Abstract

Cerebral vasomotor reserve (VMR) is the capability of cerebral arterioles to change their diameter in response to various stimuli, such hypercapnia. tDCS effects on cerebral haemodynamic have been poorly studied. Twenty-five healthy subjects (6M and 19F; 21–50 years; mean ± 26,43) underwent anodal/cathodal and sham tDCS on right primary motor area. Before and after tDCS, we assessed VMR by Transcranial Doppler measuring Breath Holding Index (BHI: percentage increase in flow velocity (PIV) weighted by the time the breath is held-30 s-). We also assessed Heart Rate Variability (HRV), the dynamic changes of the interval between consecutive heart beats, in particular after Valsalva manouver, such a sympathetic nervous system (SNS) activation index.
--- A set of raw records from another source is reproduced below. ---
//! Text normalization helpers shared by the field strategies
//!
//! Whitespace collapsing, mojibake repair, number scanning, duration/level
//! recognition and compiled phrase lists.

use super::error::{ParsingError, ParsingResult};
use once_cell::sync::Lazy;
use regex::Regex;

static WHITESPACE: Lazy<Regex> = Lazy::new(|| Regex::new(r"\s+").unwrap());
static NUMBER: Lazy<Regex> = Lazy::new(|| Regex::new(r"\b\d[\d,]*(?:\.\d+)?\b").unwrap());
static DURATION_WORD: Lazy<Regex> =
    Lazy::new(|| Regex::new(r"(?i)\b(weeks?|hours?|hrs?|minutes?|mins?)\b").unwrap());
static DURATION_PHRASE: Lazy<Regex> =
    Lazy::new(|| Regex::new(r"(?i)\b(\d{1,3})\s*(weeks?|hours?|hrs?|minutes?|mins?)\b").unwrap());
static LEVEL: Lazy<Regex> =
    Lazy::new(|| Regex::new(r"(?i)\b(beginner|intermediate|advanced|all levels)\b").unwrap());
static MODULES_LINE: Lazy<Regex> =
    Lazy::new(|| Regex::new(r"(?i)^\d+\s+modules?$|there are\s+\d+\s+modules").unwrap());

/// Mojibake sequences produced by UTF-8 text decoded as Windows-1252
const MOJIBAKE: &[(&str, &str)] = &[
    ("â€™", "\u{2019}"),
    ("â€œ", "\u{201C}"),
    ("â€\u{9D}", "\u{201D}"),
    ("â€“", "\u{2013}"),
    ("â€”", "\u{2014}"),
    ("â€¢", "\u{2022}"),
    ("â€˜", "\u{2018}"),
    ("â€¦", "\u{2026}"),
    ("â€", "\u{201D}"),
    ("Â", " "),
];

/// Collapse all whitespace runs into single spaces and trim
pub fn clean_text(text: &str) -> String {
    WHITESPACE.replace_all(text, " ").trim().to_string()
}

/// Repair common mojibake, then collapse whitespace
pub fn fix_text_encoding(text: &str) -> String {
    let mut out = text.to_string();
    for (bad, good) in MOJIBAKE {
        if out.contains(bad) {
            out = out.replace(bad, good);
        }
    }
    clean_text(&out)
}

/// All numbers in the text, thousands separators removed
pub fn extract_numbers(text: &str) -> Vec<f64> {
    NUMBER
        .find_iter(text)
        .filter_map(|m| m.as_str().replace(',', "").parse::<f64>().ok())
        .collect()
}

pub fn first_number(text: &str) -> Option<f64> {
    extract_numbers(text).into_iter().next()
}

/// True when the text mentions a duration unit (week/hour/minute and abbreviations)
pub fn is_duration(text: &str) -> bool {
    DURATION_WORD.is_match(text)
}

/// True when the text contains `<digits> <unit>`
pub fn has_duration_phrase(text: &str) -> bool {
    DURATION_PHRASE.is_match(text)
}

/// First `<digits> <unit>` phrase in the text, unit canonicalized
pub fn find_duration_phrase(text: &str) -> Option<String> {
    DURATION_PHRASE
        .captures(text)
        .map(|caps| format!("{} {}", &caps[1], canonical_unit(&caps[1], &caps[2])))
}

/// Rewrite every `<digits><unit>` in the text with a canonical unit name
/// pluralized for its quantity ("1 hrs" -> "1 hour", "3 wk" untouched).
pub fn canonicalize_duration(text: &str) -> String {
    let replaced = DURATION_PHRASE.replace_all(text, |caps: &regex::Captures<'_>| {
        format!("{} {}", &caps[1], canonical_unit(&caps[1], &caps[2]))
    });
    clean_text(&replaced)
}

fn canonical_unit(quantity: &str, unit: &str) -> &'static str {
    let singular = quantity.trim_start_matches('0') == "1";
    let unit = unit.to_lowercase();
    let (one, many) = if unit.starts_with("hr") || unit.starts_with("hour") {
        ("hour", "hours")
    } else if unit.starts_with("min") {
        ("minute", "minutes")
    } else {
        ("week", "weeks")
    };
    if singular { one } else { many }
}

pub fn is_level(text: &str) -> bool {
    LEVEL.is_match(text)
}

/// Canonical prerequisite level named in the text, if any
pub fn find_level(text: &str) -> Option<String> {
    let found = LEVEL.find(text)?.as_str().to_lowercase();
    let level = match found.as_str() {
        "beginner" => "Beginner",
        "intermediate" => "Intermediate",
        "advanced" => "Advanced",
        _ => "All Levels",
    };
    Some(level.to_string())
}

/// Lines that only restate the module count ("5 modules", "There are 5 modules ...")
pub fn is_modules_line(line: &str) -> bool {
    MODULES_LINE.is_match(line.trim())
}

/// Split prose into sentence-sized pieces on terminal punctuation and newlines
pub fn split_sentences(text: &str) -> Vec<String> {
    let mut pieces = Vec::new();
    let mut current = String::new();
    let mut chars = text.chars().peekable();

    while let Some(c) = chars.next() {
        if c == '\n' {
            push_piece(&mut pieces, &mut current);
            continue;
        }
        current.push(c);
        if matches!(c, '.' | '!' | '?') && chars.peek().is_some_and(|n| n.is_whitespace()) {
            push_piece(&mut pieces, &mut current);
        }
    }
    push_piece(&mut pieces, &mut current);
    pieces
}

fn push_piece(pieces: &mut Vec<String>, current: &mut String) {
    let piece = current.trim();
    if !piece.is_empty() {
        pieces.push(piece.to_string());
    }
    current.clear();
}

/// Truncate to at most `max_chars` characters on a char boundary
pub fn truncate_chars(text: &str, max_chars: usize) -> String {
    match text.char_indices().nth(max_chars) {
        Some((idx, _)) => text[..idx].to_string(),
        None => text.to_string(),
    }
}

/// A compiled, case-insensitive phrase list
#[derive(Debug, Clone, Default)]
pub struct PhraseSet {
    patterns: Vec<Regex>,
}

impl PhraseSet {
    /// Compile regex phrases; matching is always case-insensitive
    pub fn compile(list: &str, phrases: &[String]) -> ParsingResult<Self> {
        let patterns = phrases
            .iter()
            .map(|p| {
                Regex::new(&format!("(?i){p}"))
                    .map_err(|e| ParsingError::invalid_pattern(list, p, e))
            })
            .collect::<ParsingResult<Vec<_>>>()?;
        Ok(Self { patterns })
    }

    pub fn matches(&self, text: &str) -> bool {
        self.patterns.iter().any(|p| p.is_match(text))
    }

    /// Number of distinct phrases found in the text
    pub fn count_matches(&self, text: &str) -> usize {
        self.patterns.iter().filter(|p| p.is_match(text)).count()
    }

    /// Remove every phrase occurrence, then tidy leftover separators
    pub fn strip(&self, text: &str) -> String {
        let mut out = text.to_string();
        for pattern in &self.patterns {
            out = pattern.replace_all(&out, "").into_owned();
        }
        clean_text(out.trim_start_matches(|c: char| c.is_whitespace() || c == ':' || c == '-'))
    }

    pub fn len(&self) -> usize {
        self.patterns.len()
    }

    pub fn is_empty(&self) -> bool {
        self.patterns.is_empty()
    }
}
A-tDCS decreased both VMR, BHI and HRV ( p < 0,05), but increased HRV after Valsalva, whereas C-tDCS increased both VMR, BHI and HRV ( p < 0,05), and reduced HRV after Valsalva; Sham does not provide statistically significant of both VMR, BHI and HRV ( p > 0.05). tDCS modify both VMR and HRV. HRV changes suggest that VMR modulation could be mediated by SNS. Shame stimulation without any changes of the parameters would confirm our hypothesis. Further studies are needed to confirm these hypothesis, in order to modulate VMR.